¿Para controlar el fraude fiscal en las empresas?
Verifactu es un sistema de emisión de facturas verificables, impulsado por el Gobierno de España, dentro del contexto de la Ley Antifraude. Pretende que las empresas remitan directamente a Hacienda las facturas cuando se emitan. Entraba en vigor partir del 1 de enero de 2026, pero el Gobierno ha anunciado que se retrasa un año argumentando que las empresas tendrán más tiempo para prepararse y evitar errores, ganar en tranquilidad y poder gestionar la facturación de una manera más eficiente y precisa. La realidad es que este aplazamiento surge tras las protestas de asociaciones y agrupaciones de autónomos que, en la mayoría de los casos, se consideraban incapaces de implementar el sistema Verifactu en sus negocios, teniendo en cuenta los costes, la formación necesaria y, en muchos casos, la falta de preparación técnica. Lo cierto es que, para muchos autónomos el Verifactu sería el último paso hacia su cierre y no exagero, entre otras cosas porque Hacienda ha anunciado multas de miles de euros para aquellos que no lo apliquen.
Hacienda tiene el deber de controlar y evitar que no se produzcan fraudes tributarios en las empresas y estos son más difíciles de controlar en pequeños negocios. Pero aplicar Verifactu supone una absurda presión para las empresas más pequeñas y los autónomos. Sin duda existen otras formas menos onerosas para controlar los fraudes en la facturación de las empresas y quizás por eso es un sistema que no se aplica en ningún otro país. Este procedimiento es un sinsentido que en la práctica implica que las empresas tengan que informar a Hacienda en tiempo real de cualquier transacción económica puntual que se realice. Pongamos como ejemplo una ferretería, que debería informar a Hacienda a tiempo real de todos y cada uno de los objetos vendidos al por menor a cada cliente, incluidos tornillos y tuercas. Igual sucedería en una tienda de chucherías.
Algunos lectores dirán que exagero, pero lo cierto es que no y si no léanse la directriz del Ministerio de Hacienda y saquen sus propias conclusiones.
También dirán que para algo están los programas informáticos y, efectivamente, todas las empresas y autónomos que emitan facturas tendrán que contar con un software adaptado al sistema Verifactu, pero eso requiere gastos económicos, tiempo y habilidades para su manejo.

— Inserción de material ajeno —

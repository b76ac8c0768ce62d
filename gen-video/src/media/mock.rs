//! Mock media encoder for testing
//!
//! Works on plain-text stand-ins for media files so the whole pipeline can run
//! offline. A mock media file holds its duration in seconds on the first line,
//! followed by one label line per piece of content it was built from.

use super::{MediaEncoder, StillVideoJob, parse_manifest};
use anyhow::{Context, Result};
use async_trait::async_trait;
use std::path::Path;
use std::sync::Mutex;
use std::sync::atomic::{AtomicUsize, Ordering};

/// Write a mock media file.
pub fn write_mock_media(path: &Path, duration_seconds: f64, labels: &[&str]) -> Result<()> {
    let mut content = format!("{}\n", duration_seconds);
    for label in labels {
        content.push_str(label);
        content.push('\n');
    }
    std::fs::write(path, content).with_context(|| format!("Failed to write {}", path.display()))
}

/// Read a mock media file back as (duration, labels).
pub fn read_mock_media(path: &Path) -> Result<(f64, Vec<String>)> {
    let content = std::fs::read_to_string(path)
        .with_context(|| format!("Failed to read {}", path.display()))?;
    let mut lines = content.lines();
    let duration: f64 = lines
        .next()
        .unwrap_or_default()
        .trim()
        .parse()
        .with_context(|| format!("{} is not a mock media file", path.display()))?;
    Ok((duration, lines.map(|l| l.to_string()).collect()))
}

/// A mock encoder with switchable failures
pub struct MockEncoder {
    /// Error message returned by concat (None = succeed)
    concat_error: Option<String>,
    /// Error message returned by encode_still (None = succeed)
    encode_error: Option<String>,
    /// Seconds added to every concatenated output, to simulate frame padding
    concat_padding: f64,
    concat_calls: AtomicUsize,
    encode_calls: AtomicUsize,
    /// Jobs passed to encode_still
    jobs: Mutex<Vec<StillVideoJob>>,
}

impl Default for MockEncoder {
    fn default() -> Self {
        Self::new()
    }
}

impl MockEncoder {
    /// Create an encoder that always succeeds
    pub fn new() -> Self {
        Self {
            concat_error: None,
            encode_error: None,
            concat_padding: 0.0,
            concat_calls: AtomicUsize::new(0),
            encode_calls: AtomicUsize::new(0),
            jobs: Mutex::new(Vec::new()),
        }
    }

    /// Make every concat fail with the given message
    pub fn failing_concat(mut self, message: &str) -> Self {
        self.concat_error = Some(message.to_string());
        self
    }

    /// Make every encode fail with the given message
    pub fn failing_encode(mut self, message: &str) -> Self {
        self.encode_error = Some(message.to_string());
        self
    }

    /// Add a fixed amount of extra duration to every concat output
    pub fn with_concat_padding(mut self, seconds: f64) -> Self {
        self.concat_padding = seconds;
        self
    }

    pub fn concat_calls(&self) -> usize {
        self.concat_calls.load(Ordering::SeqCst)
    }

    pub fn encode_calls(&self) -> usize {
        self.encode_calls.load(Ordering::SeqCst)
    }

    /// Jobs seen by encode_still so far
    pub fn jobs(&self) -> Vec<StillVideoJob> {
        self.jobs.lock().unwrap_or_else(|e| e.into_inner()).clone()
    }
}

#[async_trait]
impl MediaEncoder for MockEncoder {
    async fn probe_duration(&self, path: &Path) -> Result<f64> {
        read_mock_media(path).map(|(duration, _)| duration)
    }

    async fn concat(&self, manifest: &Path, output: &Path) -> Result<()> {
        self.concat_calls.fetch_add(1, Ordering::SeqCst);

        if let Some(message) = &self.concat_error {
            anyhow::bail!("{}", message);
        }

        let content = std::fs::read_to_string(manifest)
            .with_context(|| format!("Failed to read manifest {}", manifest.display()))?;

        let mut total = self.concat_padding;
        let mut labels = Vec::new();
        for input in parse_manifest(&content) {
            let (duration, input_labels) = read_mock_media(&input)?;
            total += duration;
            labels.extend(input_labels);
        }

        let labels: Vec<&str> = labels.iter().map(|l| l.as_str()).collect();
        write_mock_media(output, total, &labels)
    }

    async fn encode_still(&self, job: &StillVideoJob) -> Result<()> {
        self.encode_calls.fetch_add(1, Ordering::SeqCst);
        self.jobs
            .lock()
            .unwrap_or_else(|e| e.into_inner())
            .push(job.clone());

        if let Some(message) = &self.encode_error {
            anyhow::bail!("{}", message);
        }

        if !job.image.exists() {
            anyhow::bail!("image {} does not exist", job.image.display());
        }
        let (_, labels) = read_mock_media(&job.audio)?;
        let labels: Vec<&str> = labels.iter().map(|l| l.as_str()).collect();
        write_mock_media(&job.output, job.duration_seconds, &labels)
    }

    fn name(&self) -> &str {
        "mock"
    }
}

Esto supone un extra para cualquier empresa y muy especialmente para los autónomos y negocios más modestos, que ya soportan tasas fiscales de todo tipo y grandes gastos de gestión. Además, el día solo tiene 24 horas.
Visto en el contexto de cómo actúa nuestro actual gobierno, bien podría parecer que el sistema Verifactu es más una medida para controlar a las empresas que para evitar el fraude. Me recuerda al papel que desempeñaría la nueva baliza para señalizar vehículos que, probablemente, también terminen por eliminar. No al control político de la Justicia. Fuerza y salud.